Though there are no rules in art journalling, one of most common pieces of advice you'll hear is "It is the process of creating, not the end result, that is important!" It is a great suggestion, to be sure, but one that is not easily followed.

All too often our vices stand in our way of enjoying our own art: perfectionism, envy (of others' work), self-doubt, and fear being some of the most common in my own experience. Overcoming these voices requires tremendous effort! It is so difficult and can sometimes be heartbreaking when we so badly want to be "good" but cannot accept ourselves or our art as it is. Have you experienced this?


Within the past month or two, I have realized that I have been viciously shushing my inner gremlins; my art journal style has been expanding, growing, and developing at an exhilarating and slightly frightening rate, my pages thick with paint and layering. I have out of nowhere become comfortable with experimentation and have let go of my expectations for the end result.

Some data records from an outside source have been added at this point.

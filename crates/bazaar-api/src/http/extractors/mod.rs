//! Custom extractors.

pub mod query;
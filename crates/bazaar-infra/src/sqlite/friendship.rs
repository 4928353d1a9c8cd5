//! SQLite friendship repository.
//!
//! Each friendship is stored as two directed rows so lookups only ever
//! filter on `bot_a`.

use bazaar_core::repository::friendship::FriendshipRepository;
use bazaar_types::error::RepositoryError;

use super::pool::DatabasePool;
use super::query_error;

/// SQLite-backed implementation of `FriendshipRepository`.
pub struct SqliteFriendshipRepository {
    pool: DatabasePool,
}

impl SqliteFriendshipRepository {
    pub fn new(pool: DatabasePool) -> Self {
        Self { pool }
    }
}

impl FriendshipRepository for SqliteFriendshipRepository {
    async fn befriend(&self, a: &str, b: &str) -> Result<(), RepositoryError> {
        let mut tx = self.pool.writer.begin().await.map_err(query_error)?;

        for (from, to) in [(a, b), (b, a)] {
            sqlx::query("INSERT OR IGNORE INTO friends (bot_a, bot_b) VALUES (?, ?)")
                .bind(from)
                .bind(to)
                .execute(&mut *tx)
                .await
                .map_err(query_error)?;
        }

        tx.commit().await.map_err(query_error)?;
        Ok(())
    }

    async fn friends_of(&self, bot: &str) -> Result<Vec<String>, RepositoryError> {
        let rows: Vec<(String,)> =
            sqlx::query_as("SELECT DISTINCT bot_b FROM friends WHERE bot_a = ? ORDER BY bot_b")
                .bind(bot)
                .fetch_all(&self.pool.reader)
                .await
                .map_err(query_error)?;

        Ok(rows.into_iter().map(|(name,)| name).collect())
    }
}
//! Bot messaging domain types.
//!
//! Messages are immutable once stored. Who may read a message is decided per
//! request by [`VisibilityScope`]: broadcasts, the bot's own traffic, and the
//! traffic of its friends.

use chrono::{DateTime, Utc};
use serde::{Deserialize, Serialize};

use std::collections::BTreeSet;
use std::fmt;
use std::str::FromStr;

/// Reserved recipient value meaning "everyone".
pub const BROADCAST: &str = "broadcast";

/// Monotonic identifier assigned by the store. Higher ids are newer.
#[derive(Debug, Clone, Copy, PartialEq, Eq, PartialOrd, Ord, Hash, Serialize, Deserialize)]
#[serde(transparent)]
pub struct MessageId(pub i64);

impl fmt::Display for MessageId {
    fn fmt(&self, f: &mut fmt::Formatter<'_>) -> fmt::Result {
        write!(f, "{}", self.0)
    }
}

/// Where a message is addressed.
///
/// Serialized as a plain string: `"broadcast"` or the recipient bot's name.
#[derive(Debug, Clone, PartialEq, Eq, Hash, Serialize, Deserialize)]
#[serde(from = "String", into = "String")]
pub enum Recipient {
    Broadcast,
    Bot(String),
}

impl Recipient {
    /// Parse a raw recipient. Blank input means broadcast.
    pub fn parse(raw: &str) -> Self {
        let trimmed = raw.trim();
        if trimmed.is_empty() || trimmed == BROADCAST {
            Recipient::Broadcast
        } else {
            Recipient::Bot(trimmed.to_string())
        }
    }

    pub fn as_str(&self) -> &str {
        match self {
            Recipient::Broadcast => BROADCAST,
            Recipient::Bot(name) => name,
        }
    }

    pub fn is_broadcast(&self) -> bool {
        matches!(self, Recipient::Broadcast)
    }
}

impl From<String> for Recipient {
    fn from(s: String) -> Self {
        Recipient::parse(&s)
    }
}

impl From<Recipient> for String {
    fn from(r: Recipient) -> Self {
        r.as_str().to_string()
    }
}

impl fmt::Display for Recipient {
    fn fmt(&self, f: &mut fmt::Formatter<'_>) -> fmt::Result {
        f.write_str(self.as_str())
    }
}

/// Message category. Feedback is public on the dashboard view.
#[derive(Debug, Clone, Copy, Default, PartialEq, Eq, Hash, Serialize, Deserialize)]
#[serde(rename_all = "lowercase")]
pub enum MessageKind {
    #[default]
    General,
    Feedback,
}

impl fmt::Display for MessageKind {
    fn fmt(&self, f: &mut fmt::Formatter<'_>) -> fmt::Result {
        match self {
            MessageKind::General => write!(f, "general"),
            MessageKind::Feedback => write!(f, "feedback"),
        }
    }
}

impl FromStr for MessageKind {
    type Err = String;

    fn from_str(s: &str) -> Result<Self, Self::Err> {
        match s.trim() {
            "general" => Ok(MessageKind::General),
            "feedback" => Ok(MessageKind::Feedback),
            other => Err(format!("unknown message type: '{other}'")),
        }
    }
}

/// A stored message.
#[derive(Debug, Clone, PartialEq, Serialize, Deserialize)]
pub struct Message {
    pub id: MessageId,
    pub sender: String,
    pub recipient: Recipient,
    pub content: String,
    #[serde(rename = "type")]
    pub kind: MessageKind,
    pub timestamp: DateTime<Utc>,
}

/// A validated message ready to be appended.
#[derive(Debug, Clone, PartialEq)]
pub struct NewMessage {
    pub sender: String,
    pub recipient: Recipient,
    pub content: String,
    pub kind: MessageKind,
}

/// Raw request to post a message.
#[derive(Debug, Clone, Default, Deserialize)]
pub struct PostMessageRequest {
    pub sender: Option<String>,
    pub recipient: Option<String>,
    pub content: Option<String>,
    #[serde(rename = "type")]
    pub kind: Option<String>,
}

/// Raw request for the whisper endpoint (registered senders only).
#[derive(Debug, Clone, Default, Deserialize)]
pub struct WhisperRequest {
    pub query: Option<String>,
    pub sender: Option<String>,
    pub recipient: Option<String>,
}

/// The set of messages a given bot may read.
///
/// A message is visible to `bot` when it is a broadcast, when `bot` sent or
/// received it, or when one of `bot`'s friends sent or received it.
#[derive(Debug, Clone, PartialEq, Eq)]
pub struct VisibilityScope {
    pub bot: String,
    pub friends: BTreeSet<String>,
}

impl VisibilityScope {
    pub fn new(bot: impl Into<String>, friends: impl IntoIterator<Item = String>) -> Self {
        Self {
            bot: bot.into(),
            friends: friends.into_iter().collect(),
        }
    }

    fn involves(&self, name: &str) -> bool {
        name == self.bot || self.friends.contains(name)
    }

    pub fn admits(&self, message: &Message) -> bool {
        match &message.recipient {
            Recipient::Broadcast => true,
            Recipient::Bot(recipient) => self.involves(&message.sender) || self.involves(recipient),
        }
    }
}
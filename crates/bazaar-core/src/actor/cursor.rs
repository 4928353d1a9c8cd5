//! Last-seen message watermark.

use bazaar_types::message::{Message, MessageId};

/// Highest message id this bot has already processed.
///
/// Only moves forward. Starts empty each session, so a restarted bot
/// processes whatever is currently visible once.
#[derive(Debug, Clone, Copy, Default, PartialEq, Eq)]
pub struct MessageCursor {
    last_seen: Option<MessageId>,
}

impl MessageCursor {
    pub fn new() -> Self {
        Self::default()
    }

    pub fn last_seen(&self) -> Option<MessageId> {
        self.last_seen
    }

    fn is_new(&self, id: MessageId) -> bool {
        self.last_seen.is_none_or(|seen| id > seen)
    }

    /// Keep only messages newer than the watermark, then advance past them.
    ///
    /// Returned newest first.
    pub fn take_new(&mut self, messages: Vec<Message>) -> Vec<Message> {
        let mut fresh: Vec<Message> = messages.into_iter().filter(|m| self.is_new(m.id)).collect();
        fresh.sort_by(|a, b| b.id.cmp(&a.id));
        if let Some(newest) = fresh.first() {
            self.last_seen = Some(newest.id);
        }
        fresh
    }
}
//! Bot registration types.

use chrono::{DateTime, Utc};
use serde::{Deserialize, Serialize};

/// A bot known to the Bazaar. The name is the bot's identity everywhere else.
#[derive(Debug, Clone, PartialEq, Serialize, Deserialize)]
pub struct BotRegistration {
    pub id: i64,
    pub name: String,
    /// Port the bot claims to listen on, if any.
    pub port: Option<String>,
    pub registered_at: DateTime<Utc>,
}

/// A validated registration ready to be persisted.
#[derive(Debug, Clone, PartialEq)]
pub struct NewBotRegistration {
    pub name: String,
    pub port: Option<String>,
}

#[derive(Debug, Clone, Default, Deserialize)]
pub struct RegisterBotRequest {
    pub name: Option<String>,
    pub port: Option<String>,
}
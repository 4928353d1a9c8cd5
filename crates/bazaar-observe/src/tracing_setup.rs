//! Tracing subscriber initialization with structured logging and optional
//! OpenTelemetry trace export.
//!
//! # Usage
//!
//! ```no_run
//! use bazaar_observe::tracing_setup::{init_tracing, TracingOptions};
//!
//! init_tracing(TracingOptions {
//!     default_filter: "info".to_string(),
//!     json: false,
//!     otel: false,
//! })
//! .unwrap();
//! ```

use opentelemetry::trace::TracerProvider as _;
use opentelemetry_sdk::trace::SdkTracerProvider;
use tracing_subscriber::layer::SubscriberExt;
use tracing_subscriber::util::SubscriberInitExt;
use tracing_subscriber::{EnvFilter, Layer};

use std::sync::OnceLock;

/// Stores the OTel tracer provider so it can be shut down cleanly on exit.
static TRACER_PROVIDER: OnceLock<SdkTracerProvider> = OnceLock::new();

/// How the global subscriber should be built.
#[derive(Debug, Clone)]
pub struct TracingOptions {
    /// Filter directive used when `RUST_LOG` is unset (e.g. `"info,bazaar=debug"`).
    pub default_filter: String,
    /// Emit one JSON object per event instead of human-readable lines.
    pub json: bool,
    /// Also bridge spans to OpenTelemetry with a stdout exporter.
    pub otel: bool,
}

impl Default for TracingOptions {
    fn default() -> Self {
        Self {
            default_filter: "info".to_string(),
            json: false,
            otel: false,
        }
    }
}

/// Build the `EnvFilter`: `RUST_LOG` wins, otherwise `default_filter`.
pub fn build_filter(default_filter: &str) -> EnvFilter {
    EnvFilter::try_from_default_env().unwrap_or_else(|_| EnvFilter::new(default_filter))
}

/// Initialize the global tracing subscriber.
///
/// # Errors
///
/// Returns an error if the global subscriber has already been set.
pub fn init_tracing(options: TracingOptions) -> Result<(), Box<dyn std::error::Error>> {
    let fmt_layer = if options.json {
        tracing_subscriber::fmt::layer()
            .json()
            .with_target(true)
            .boxed()
    } else {
        tracing_subscriber::fmt::layer().with_target(false).boxed()
    };

    let env_filter = build_filter(&options.default_filter);

    if options.otel {
        let provider = SdkTracerProvider::builder()
            .with_simple_exporter(opentelemetry_stdout::SpanExporter::default())
            .build();
        let tracer = provider.tracer("bazaar");
        let otel_layer = tracing_opentelemetry::layer().with_tracer(tracer);

        let _ = TRACER_PROVIDER.set(provider.clone());
        opentelemetry::global::set_tracer_provider(provider);

        tracing_subscriber::registry()
            .with(env_filter)
            .with(fmt_layer)
            .with(otel_layer)
            .try_init()?;
    } else {
        tracing_subscriber::registry()
            .with(env_filter)
            .with(fmt_layer)
            .try_init()?;
    }

    Ok(())
}

/// Flush pending traces and shut down the OpenTelemetry tracer provider.
///
/// No-op when OTel was not enabled.
pub fn shutdown_tracing() {
    if let Some(provider) = TRACER_PROVIDER.get() {
        if let Err(e) = provider.shutdown() {
            eprintln!("Warning: OTel tracer provider shutdown error: {e}");
        }
    }
}
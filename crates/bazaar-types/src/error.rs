use thiserror::Error;

/// Errors surfaced by marketplace and messaging operations.
///
/// Each variant maps to one HTTP status class in the API layer.
#[derive(Debug, Error)]
pub enum BazaarError {
    /// Missing or malformed required input. No mutation happened.
    #[error("validation error: {0}")]
    Validation(String),

    #[error("not found: {0}")]
    NotFound(String),

    #[error("conflict: {0}")]
    Conflict(String),

    /// The caller is not a registered bot.
    #[error("unauthorized: {0}")]
    Unauthorized(String),

    #[error("storage error: {0}")]
    Storage(String),
}

/// Errors from repository operations (used by trait definitions in bazaar-core).
#[derive(Debug, Error)]
pub enum RepositoryError {
    #[error("database connection error")]
    Connection,

    #[error("query error: {0}")]
    Query(String),

    #[error("entity not found")]
    NotFound,

    #[error("conflict: {0}")]
    Conflict(String),
}

impl From<RepositoryError> for BazaarError {
    fn from(e: RepositoryError) -> Self {
        match e {
            RepositoryError::Conflict(msg) => BazaarError::Conflict(msg),
            RepositoryError::NotFound => BazaarError::NotFound("entity not found".to_string()),
            other => BazaarError::Storage(other.to_string()),
        }
    }
}

/// Errors seen by a bot talking to the Bazaar over HTTP.
#[derive(Debug, Error)]
pub enum ClientError {
    #[error("transport error: {0}")]
    Transport(String),

    /// The server answered with a non-success status.
    #[error("server returned {status}: {body}")]
    Status { status: u16, body: String },

    #[error("failed to decode response: {0}")]
    Decode(String),
}

impl ClientError {
    /// Whether the server answered 404 (e.g. nothing left to settle).
    pub fn is_not_found(&self) -> bool {
        matches!(self, ClientError::Status { status: 404, .. })
    }

    pub fn is_conflict(&self) -> bool {
        matches!(self, ClientError::Status { status: 409, .. })
    }
}
//! Message repository trait definition.

use bazaar_types::error::RepositoryError;
use bazaar_types::message::{Message, MessageKind, NewMessage, VisibilityScope};

/// Append-only message storage with per-reader visibility queries.
///
/// All list queries return newest first (highest id first).
pub trait MessageRepository: Send + Sync {
    /// Append a message. Returns it with its assigned id and timestamp.
    fn append(
        &self,
        message: &NewMessage,
    ) -> impl std::future::Future<Output = Result<Message, RepositoryError>> + Send;

    /// Append a message and, when `invite` is set, befriend the pair in both
    /// directions. Either everything is stored or nothing is.
    fn append_with_invite(
        &self,
        message: &NewMessage,
        invite: Option<(&str, &str)>,
    ) -> impl std::future::Future<Output = Result<Message, RepositoryError>> + Send;

    /// The newest `limit` messages admitted by `scope`.
    fn visible_to(
        &self,
        scope: &VisibilityScope,
        limit: u32,
    ) -> impl std::future::Future<Output = Result<Vec<Message>, RepositoryError>> + Send;

    /// Every message of the given kind, unfiltered by visibility.
    fn by_kind(
        &self,
        kind: MessageKind,
    ) -> impl std::future::Future<Output = Result<Vec<Message>, RepositoryError>> + Send;

    /// The newest `limit` messages, or all of them when `limit` is `None`.
    fn recent(
        &self,
        limit: Option<u32>,
    ) -> impl std::future::Future<Output = Result<Vec<Message>, RepositoryError>> + Send;

    /// Delete every message. Maintenance only; returns the number removed.
    fn purge(&self) -> impl std::future::Future<Output = Result<u64, RepositoryError>> + Send;
}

I do very much wish that I could share exactly what it is that has changed - that word, change, has been appearing here a lot recently, hasn't it?! - but I am not so enlightened. My only advice is this: Continue to create, again and again and again, even when you are not happy with what is being born out of your imagination and mind. Do not give up! Push through all those "bad" paintings and with time, perhaps rather suddenly and unexpectedly, things will change!

I am sure that in my artistic journey there will be many more rough patches, but I know that I am somehow walking in the right direction towards real artistic freedom. Take a peek at three of my most recent spreads, done over a span of about three days. They are grungy, a dance of odd colors and spontaneity. To be honest, I'm not sure if I actually like them; but that is beside the point - I am (slowly) learning to accept the imperfect in both myself and my art. Woohoo!

9 comments:

  1. Everything you write is very true. I still have to find the courage and time to start in my art journal. I will eventually, but I don't know when ;).

    Your art journal is so pretty! These pages are beautiful! Your creativity is inspiring!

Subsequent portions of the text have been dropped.